[Start of Attachment]

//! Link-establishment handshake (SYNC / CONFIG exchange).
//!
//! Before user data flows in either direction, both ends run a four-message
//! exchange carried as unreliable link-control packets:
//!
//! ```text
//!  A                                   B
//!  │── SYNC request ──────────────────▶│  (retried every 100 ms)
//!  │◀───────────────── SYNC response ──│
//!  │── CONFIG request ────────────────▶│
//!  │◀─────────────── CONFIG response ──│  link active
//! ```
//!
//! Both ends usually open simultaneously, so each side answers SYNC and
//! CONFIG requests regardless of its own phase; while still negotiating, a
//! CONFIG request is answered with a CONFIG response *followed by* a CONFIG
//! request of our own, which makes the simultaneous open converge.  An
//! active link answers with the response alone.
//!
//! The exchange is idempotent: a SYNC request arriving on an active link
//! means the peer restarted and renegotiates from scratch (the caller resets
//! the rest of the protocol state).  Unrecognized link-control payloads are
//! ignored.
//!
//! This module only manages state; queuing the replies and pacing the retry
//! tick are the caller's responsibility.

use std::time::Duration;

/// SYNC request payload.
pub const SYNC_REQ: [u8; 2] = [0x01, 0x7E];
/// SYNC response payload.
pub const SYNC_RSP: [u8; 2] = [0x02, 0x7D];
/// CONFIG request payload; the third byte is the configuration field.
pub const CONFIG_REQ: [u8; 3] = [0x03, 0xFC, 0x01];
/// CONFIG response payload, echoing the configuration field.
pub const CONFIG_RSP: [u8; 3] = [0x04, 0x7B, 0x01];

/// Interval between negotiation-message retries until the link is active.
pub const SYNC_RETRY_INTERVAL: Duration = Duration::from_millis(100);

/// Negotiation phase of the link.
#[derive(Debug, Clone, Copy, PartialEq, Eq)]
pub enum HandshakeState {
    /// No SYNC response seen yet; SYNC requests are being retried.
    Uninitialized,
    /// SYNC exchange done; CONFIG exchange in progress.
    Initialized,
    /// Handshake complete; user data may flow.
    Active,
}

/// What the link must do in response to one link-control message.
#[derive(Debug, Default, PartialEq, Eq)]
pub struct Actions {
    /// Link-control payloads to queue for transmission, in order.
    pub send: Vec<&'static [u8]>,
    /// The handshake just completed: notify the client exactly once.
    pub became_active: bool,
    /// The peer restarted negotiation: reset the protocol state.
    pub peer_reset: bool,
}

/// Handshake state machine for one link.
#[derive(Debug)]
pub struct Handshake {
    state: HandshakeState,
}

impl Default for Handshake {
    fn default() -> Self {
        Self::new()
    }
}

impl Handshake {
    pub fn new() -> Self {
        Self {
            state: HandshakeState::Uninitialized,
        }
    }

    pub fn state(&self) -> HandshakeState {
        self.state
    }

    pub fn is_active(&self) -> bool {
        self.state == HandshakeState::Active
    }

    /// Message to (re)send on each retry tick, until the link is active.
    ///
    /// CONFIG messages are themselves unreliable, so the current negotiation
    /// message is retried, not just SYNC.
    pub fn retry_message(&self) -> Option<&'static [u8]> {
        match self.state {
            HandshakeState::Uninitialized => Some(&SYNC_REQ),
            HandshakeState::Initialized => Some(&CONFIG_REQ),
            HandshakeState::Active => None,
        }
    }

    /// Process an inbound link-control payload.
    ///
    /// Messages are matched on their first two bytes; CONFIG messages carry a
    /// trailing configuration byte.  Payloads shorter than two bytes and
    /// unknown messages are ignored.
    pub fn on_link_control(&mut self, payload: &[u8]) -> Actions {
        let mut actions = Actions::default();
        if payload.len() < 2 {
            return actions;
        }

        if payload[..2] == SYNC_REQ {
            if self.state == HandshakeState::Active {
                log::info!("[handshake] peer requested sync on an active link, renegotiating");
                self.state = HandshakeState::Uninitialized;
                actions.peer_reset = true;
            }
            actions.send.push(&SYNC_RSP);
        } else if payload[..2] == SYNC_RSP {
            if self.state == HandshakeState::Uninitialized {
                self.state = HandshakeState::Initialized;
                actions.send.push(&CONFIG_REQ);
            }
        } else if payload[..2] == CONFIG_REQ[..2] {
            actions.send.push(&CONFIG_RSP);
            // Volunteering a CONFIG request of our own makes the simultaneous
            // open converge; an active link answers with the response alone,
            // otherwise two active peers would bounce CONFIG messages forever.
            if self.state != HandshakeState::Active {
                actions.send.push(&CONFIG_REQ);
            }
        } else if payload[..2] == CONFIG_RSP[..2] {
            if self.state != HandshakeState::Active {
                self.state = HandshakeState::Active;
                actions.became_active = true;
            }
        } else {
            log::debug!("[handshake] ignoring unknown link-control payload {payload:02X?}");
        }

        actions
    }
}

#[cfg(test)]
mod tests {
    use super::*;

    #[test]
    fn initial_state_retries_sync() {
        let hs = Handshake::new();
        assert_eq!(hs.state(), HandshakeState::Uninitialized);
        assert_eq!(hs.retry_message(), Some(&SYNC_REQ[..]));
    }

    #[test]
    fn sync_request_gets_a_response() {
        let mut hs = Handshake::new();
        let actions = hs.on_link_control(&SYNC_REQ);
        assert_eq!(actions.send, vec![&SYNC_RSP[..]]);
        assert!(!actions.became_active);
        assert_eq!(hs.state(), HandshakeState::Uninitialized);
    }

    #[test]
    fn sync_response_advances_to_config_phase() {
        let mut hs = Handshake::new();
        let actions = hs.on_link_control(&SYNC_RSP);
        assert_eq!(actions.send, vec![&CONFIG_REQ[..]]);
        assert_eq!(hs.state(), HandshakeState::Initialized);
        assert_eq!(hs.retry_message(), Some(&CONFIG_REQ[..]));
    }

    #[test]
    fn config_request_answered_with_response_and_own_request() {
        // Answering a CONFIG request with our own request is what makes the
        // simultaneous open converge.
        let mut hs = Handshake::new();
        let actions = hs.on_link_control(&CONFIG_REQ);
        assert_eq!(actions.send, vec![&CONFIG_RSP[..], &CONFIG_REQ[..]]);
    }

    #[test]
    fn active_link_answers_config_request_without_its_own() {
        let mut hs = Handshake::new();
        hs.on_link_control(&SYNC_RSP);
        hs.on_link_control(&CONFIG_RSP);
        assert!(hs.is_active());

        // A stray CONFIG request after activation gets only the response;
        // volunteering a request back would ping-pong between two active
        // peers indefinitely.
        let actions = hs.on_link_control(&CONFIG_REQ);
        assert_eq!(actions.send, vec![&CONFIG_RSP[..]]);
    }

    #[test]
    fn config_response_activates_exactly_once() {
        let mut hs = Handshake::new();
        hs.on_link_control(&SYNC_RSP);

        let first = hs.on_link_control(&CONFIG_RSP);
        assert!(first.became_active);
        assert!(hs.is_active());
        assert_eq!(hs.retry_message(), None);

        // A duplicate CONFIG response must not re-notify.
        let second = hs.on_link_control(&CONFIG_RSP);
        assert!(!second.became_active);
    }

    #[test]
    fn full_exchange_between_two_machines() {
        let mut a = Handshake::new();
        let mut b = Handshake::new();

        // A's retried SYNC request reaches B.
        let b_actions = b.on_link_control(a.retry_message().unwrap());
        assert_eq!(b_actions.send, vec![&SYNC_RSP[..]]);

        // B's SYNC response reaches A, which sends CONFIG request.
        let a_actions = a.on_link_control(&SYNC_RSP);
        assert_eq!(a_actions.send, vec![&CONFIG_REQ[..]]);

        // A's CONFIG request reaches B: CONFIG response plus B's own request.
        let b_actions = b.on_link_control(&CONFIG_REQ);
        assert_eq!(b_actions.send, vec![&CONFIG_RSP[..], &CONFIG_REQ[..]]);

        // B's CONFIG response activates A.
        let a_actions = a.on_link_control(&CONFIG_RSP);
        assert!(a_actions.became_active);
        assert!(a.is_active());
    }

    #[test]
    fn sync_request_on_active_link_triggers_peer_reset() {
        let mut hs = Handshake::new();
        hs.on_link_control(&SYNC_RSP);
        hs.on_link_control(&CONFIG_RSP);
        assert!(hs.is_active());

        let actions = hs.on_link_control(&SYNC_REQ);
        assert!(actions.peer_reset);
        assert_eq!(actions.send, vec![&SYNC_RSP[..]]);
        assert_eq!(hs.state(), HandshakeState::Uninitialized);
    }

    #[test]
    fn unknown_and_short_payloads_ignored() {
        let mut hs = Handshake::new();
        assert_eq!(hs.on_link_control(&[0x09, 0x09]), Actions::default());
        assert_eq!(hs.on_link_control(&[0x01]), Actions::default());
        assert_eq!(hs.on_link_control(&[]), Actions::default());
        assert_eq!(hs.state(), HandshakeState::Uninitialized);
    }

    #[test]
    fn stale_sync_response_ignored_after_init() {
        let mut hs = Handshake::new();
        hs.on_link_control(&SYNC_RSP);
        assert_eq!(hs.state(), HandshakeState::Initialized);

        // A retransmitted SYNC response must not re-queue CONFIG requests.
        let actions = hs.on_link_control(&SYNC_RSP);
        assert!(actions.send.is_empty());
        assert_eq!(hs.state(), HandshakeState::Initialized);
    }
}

[End of Attachment]

### DIRECTIONS
Filter the listing so that only lines holding the word "struct" remain, and copy those lines.

### RESULT OF THIS EXERCISE
pub struct Actions {
pub struct Handshake {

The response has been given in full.